+++ Data to process

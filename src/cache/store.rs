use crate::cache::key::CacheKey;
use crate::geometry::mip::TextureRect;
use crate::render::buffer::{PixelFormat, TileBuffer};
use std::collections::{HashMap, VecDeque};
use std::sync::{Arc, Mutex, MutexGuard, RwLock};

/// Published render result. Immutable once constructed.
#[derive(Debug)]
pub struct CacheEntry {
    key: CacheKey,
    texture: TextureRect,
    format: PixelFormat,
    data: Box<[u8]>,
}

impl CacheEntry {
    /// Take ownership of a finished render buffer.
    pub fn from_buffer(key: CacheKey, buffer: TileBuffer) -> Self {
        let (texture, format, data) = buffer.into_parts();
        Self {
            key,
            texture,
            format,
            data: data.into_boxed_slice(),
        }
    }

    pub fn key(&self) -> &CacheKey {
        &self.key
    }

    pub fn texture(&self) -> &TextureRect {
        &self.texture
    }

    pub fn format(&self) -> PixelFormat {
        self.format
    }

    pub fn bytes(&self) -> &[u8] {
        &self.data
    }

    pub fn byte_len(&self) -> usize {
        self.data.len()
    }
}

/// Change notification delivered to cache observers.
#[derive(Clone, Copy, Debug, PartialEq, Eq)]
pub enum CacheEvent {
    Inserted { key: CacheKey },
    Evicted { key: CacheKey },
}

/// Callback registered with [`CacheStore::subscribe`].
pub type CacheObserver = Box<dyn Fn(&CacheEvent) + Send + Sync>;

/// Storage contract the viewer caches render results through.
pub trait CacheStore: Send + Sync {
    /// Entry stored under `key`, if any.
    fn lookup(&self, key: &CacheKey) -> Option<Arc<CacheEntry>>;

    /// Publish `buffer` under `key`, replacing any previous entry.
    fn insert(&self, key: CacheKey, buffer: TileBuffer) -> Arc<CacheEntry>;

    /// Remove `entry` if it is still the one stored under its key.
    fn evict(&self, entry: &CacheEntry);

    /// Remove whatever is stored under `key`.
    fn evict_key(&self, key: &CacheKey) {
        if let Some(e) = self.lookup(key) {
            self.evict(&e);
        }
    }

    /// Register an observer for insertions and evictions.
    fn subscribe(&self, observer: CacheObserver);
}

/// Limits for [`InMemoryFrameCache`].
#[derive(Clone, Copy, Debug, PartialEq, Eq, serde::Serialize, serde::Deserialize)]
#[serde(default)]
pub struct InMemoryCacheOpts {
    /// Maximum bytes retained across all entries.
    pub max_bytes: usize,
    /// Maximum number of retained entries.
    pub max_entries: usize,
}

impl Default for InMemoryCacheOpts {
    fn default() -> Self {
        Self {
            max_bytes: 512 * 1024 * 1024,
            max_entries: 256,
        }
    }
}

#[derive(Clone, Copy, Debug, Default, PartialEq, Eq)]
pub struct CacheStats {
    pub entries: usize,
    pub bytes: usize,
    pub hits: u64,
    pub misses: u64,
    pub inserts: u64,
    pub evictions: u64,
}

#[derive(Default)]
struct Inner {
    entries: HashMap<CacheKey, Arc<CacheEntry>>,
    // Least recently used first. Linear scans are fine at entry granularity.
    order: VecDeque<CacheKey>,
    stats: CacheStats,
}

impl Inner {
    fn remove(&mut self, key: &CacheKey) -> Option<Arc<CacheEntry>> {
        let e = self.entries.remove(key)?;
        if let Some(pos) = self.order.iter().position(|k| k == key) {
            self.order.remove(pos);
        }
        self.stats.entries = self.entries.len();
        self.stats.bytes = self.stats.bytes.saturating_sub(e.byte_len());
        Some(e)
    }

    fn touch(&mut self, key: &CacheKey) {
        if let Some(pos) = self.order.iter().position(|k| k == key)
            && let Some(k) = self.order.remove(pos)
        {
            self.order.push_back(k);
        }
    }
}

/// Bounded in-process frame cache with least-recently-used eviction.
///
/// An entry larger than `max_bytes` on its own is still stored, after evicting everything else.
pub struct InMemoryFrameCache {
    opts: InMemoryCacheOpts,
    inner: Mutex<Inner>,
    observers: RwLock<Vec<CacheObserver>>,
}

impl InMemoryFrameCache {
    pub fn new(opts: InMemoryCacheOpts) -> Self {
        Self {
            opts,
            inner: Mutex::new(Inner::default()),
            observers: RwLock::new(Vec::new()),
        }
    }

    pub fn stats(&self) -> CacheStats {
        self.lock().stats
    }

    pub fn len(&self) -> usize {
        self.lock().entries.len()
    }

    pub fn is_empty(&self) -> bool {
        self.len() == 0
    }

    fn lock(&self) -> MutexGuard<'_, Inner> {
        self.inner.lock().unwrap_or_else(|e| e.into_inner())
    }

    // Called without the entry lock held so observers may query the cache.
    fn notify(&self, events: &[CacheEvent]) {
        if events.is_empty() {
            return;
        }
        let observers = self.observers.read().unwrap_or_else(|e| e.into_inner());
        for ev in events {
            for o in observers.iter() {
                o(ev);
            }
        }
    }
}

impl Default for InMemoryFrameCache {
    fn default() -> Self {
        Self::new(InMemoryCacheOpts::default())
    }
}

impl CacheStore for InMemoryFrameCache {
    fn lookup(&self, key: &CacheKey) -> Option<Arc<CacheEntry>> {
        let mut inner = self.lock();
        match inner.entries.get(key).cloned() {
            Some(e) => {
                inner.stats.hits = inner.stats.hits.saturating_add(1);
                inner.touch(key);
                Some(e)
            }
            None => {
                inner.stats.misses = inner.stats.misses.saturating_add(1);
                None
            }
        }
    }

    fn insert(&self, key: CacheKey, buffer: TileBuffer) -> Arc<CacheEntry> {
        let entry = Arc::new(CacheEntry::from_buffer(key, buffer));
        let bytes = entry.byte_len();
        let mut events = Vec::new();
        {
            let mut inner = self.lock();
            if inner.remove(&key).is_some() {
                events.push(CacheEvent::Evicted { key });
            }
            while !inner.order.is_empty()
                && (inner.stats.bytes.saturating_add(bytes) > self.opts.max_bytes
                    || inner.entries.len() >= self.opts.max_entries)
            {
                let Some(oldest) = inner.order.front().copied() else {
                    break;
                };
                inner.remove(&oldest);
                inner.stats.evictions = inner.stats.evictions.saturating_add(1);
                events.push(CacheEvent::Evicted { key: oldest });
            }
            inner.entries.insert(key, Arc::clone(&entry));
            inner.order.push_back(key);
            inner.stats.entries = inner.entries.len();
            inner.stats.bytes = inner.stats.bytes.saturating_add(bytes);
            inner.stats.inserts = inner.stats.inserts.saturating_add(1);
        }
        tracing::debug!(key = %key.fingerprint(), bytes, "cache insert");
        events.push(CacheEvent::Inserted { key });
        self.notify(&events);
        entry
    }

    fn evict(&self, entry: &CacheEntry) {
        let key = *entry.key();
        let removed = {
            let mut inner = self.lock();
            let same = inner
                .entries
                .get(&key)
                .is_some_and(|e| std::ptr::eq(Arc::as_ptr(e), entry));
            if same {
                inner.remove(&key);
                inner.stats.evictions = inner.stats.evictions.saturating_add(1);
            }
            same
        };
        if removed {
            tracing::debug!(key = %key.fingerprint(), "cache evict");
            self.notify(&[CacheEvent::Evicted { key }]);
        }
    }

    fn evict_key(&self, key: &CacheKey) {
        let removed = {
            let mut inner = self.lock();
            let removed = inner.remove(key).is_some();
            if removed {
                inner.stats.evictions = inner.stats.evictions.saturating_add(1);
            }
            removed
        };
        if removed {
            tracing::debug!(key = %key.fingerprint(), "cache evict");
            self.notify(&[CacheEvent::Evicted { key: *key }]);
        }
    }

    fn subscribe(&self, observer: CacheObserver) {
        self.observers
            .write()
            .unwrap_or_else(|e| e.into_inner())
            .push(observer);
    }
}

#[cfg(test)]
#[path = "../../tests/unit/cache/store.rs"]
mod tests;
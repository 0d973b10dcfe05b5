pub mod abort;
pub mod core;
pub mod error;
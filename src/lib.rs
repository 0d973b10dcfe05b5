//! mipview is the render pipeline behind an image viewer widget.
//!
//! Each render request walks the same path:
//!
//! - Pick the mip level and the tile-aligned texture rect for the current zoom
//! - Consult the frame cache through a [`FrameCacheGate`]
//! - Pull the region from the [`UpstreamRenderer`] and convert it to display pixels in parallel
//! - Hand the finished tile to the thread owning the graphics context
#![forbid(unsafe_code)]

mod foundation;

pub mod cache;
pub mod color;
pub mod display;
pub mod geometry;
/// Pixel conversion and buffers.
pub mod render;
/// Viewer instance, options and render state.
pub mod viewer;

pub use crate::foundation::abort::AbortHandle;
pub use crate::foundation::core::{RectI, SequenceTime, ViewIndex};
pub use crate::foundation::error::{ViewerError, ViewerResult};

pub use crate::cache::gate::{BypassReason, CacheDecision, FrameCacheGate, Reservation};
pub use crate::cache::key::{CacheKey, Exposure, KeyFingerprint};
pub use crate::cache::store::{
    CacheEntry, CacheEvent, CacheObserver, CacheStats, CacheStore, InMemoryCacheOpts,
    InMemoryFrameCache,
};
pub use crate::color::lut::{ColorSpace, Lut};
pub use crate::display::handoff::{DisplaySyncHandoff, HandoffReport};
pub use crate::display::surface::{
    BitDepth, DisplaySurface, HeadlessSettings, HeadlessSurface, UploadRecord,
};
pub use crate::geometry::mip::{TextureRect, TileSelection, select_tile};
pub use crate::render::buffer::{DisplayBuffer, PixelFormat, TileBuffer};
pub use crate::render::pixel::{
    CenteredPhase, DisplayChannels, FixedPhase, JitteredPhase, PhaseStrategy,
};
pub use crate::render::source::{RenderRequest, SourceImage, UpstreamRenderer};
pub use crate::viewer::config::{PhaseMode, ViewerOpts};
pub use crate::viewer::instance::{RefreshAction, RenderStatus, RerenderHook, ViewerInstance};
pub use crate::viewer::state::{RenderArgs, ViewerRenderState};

++++++

**Exercise objective:**
Only the lines above from the one with "across all entries." through the one with "self.stats.entries = self.entries.len();" should be duplicated, character for character.

**Task result:**
    /// Maximum bytes retained across all entries.
    pub max_bytes: usize,
    /// Maximum number of retained entries.
    pub max_entries: usize,
}

impl Default for InMemoryCacheOpts {
    fn default() -> Self {
        Self {
            max_bytes: 512 * 1024 * 1024,
            max_entries: 256,
        }
    }
}

#[derive(Clone, Copy, Debug, Default, PartialEq, Eq)]
pub struct CacheStats {
    pub entries: usize,
    pub bytes: usize,
    pub hits: u64,
    pub misses: u64,
    pub inserts: u64,
    pub evictions: u64,
}

#[derive(Default)]
struct Inner {
    entries: HashMap<CacheKey, Arc<CacheEntry>>,
    // Least recently used first. Linear scans are fine at entry granularity.
    order: VecDeque<CacheKey>,
    stats: CacheStats,
}

impl Inner {
    fn remove(&mut self, key: &CacheKey) -> Option<Arc<CacheEntry>> {
        let e = self.entries.remove(key)?;
        if let Some(pos) = self.order.iter().position(|k| k == key) {
            self.order.remove(pos);
        }
        self.stats.entries = self.entries.len();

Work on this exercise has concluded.